▶ [DESCRIPTION OF THE TASK]: All that should appear is the line containing "assert_eq!(set.len(), 1);" and the lines after it in the records below, each reproduced exactly.

▶ [MATERIALS PROVIDED]:
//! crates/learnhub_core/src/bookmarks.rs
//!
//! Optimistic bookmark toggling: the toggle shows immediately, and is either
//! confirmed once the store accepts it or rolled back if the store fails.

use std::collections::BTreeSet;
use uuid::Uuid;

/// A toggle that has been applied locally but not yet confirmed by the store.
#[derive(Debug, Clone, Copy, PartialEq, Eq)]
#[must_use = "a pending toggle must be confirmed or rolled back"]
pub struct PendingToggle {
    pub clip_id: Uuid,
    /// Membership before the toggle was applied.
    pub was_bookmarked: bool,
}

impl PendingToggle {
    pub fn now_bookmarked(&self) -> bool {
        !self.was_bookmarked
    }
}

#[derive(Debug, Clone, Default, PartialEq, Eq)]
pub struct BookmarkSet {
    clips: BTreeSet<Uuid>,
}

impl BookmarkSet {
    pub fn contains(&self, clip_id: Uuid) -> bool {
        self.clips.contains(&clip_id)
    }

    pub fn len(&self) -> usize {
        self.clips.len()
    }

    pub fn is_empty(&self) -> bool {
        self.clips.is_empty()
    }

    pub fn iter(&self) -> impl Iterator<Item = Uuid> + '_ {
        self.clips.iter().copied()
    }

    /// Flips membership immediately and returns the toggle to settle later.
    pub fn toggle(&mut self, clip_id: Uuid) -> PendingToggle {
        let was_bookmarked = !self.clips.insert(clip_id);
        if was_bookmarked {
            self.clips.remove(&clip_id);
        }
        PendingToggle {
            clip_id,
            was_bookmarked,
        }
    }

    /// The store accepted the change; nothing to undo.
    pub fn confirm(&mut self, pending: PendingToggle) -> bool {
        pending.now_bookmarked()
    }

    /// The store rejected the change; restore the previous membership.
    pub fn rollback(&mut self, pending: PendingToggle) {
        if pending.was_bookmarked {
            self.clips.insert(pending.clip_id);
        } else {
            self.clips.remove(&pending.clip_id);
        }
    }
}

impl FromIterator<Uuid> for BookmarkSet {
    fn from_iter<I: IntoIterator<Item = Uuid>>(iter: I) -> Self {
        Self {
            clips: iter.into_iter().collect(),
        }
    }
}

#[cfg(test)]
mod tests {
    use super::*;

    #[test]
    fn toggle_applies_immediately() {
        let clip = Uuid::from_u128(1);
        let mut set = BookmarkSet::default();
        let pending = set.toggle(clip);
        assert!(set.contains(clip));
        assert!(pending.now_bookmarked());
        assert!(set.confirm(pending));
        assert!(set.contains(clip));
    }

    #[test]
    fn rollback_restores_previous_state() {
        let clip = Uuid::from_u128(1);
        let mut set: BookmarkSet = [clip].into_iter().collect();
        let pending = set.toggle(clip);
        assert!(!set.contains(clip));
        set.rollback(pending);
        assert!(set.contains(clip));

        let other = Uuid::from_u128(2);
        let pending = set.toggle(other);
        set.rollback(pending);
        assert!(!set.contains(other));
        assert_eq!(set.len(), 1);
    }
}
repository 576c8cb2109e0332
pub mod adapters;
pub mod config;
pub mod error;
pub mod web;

▶ [SOLUTION FOR THIS PROBLEM]:
        assert_eq!(set.len(), 1);
    }
}
repository 576c8cb2109e0332
pub mod adapters;
pub mod config;
pub mod error;
pub mod web;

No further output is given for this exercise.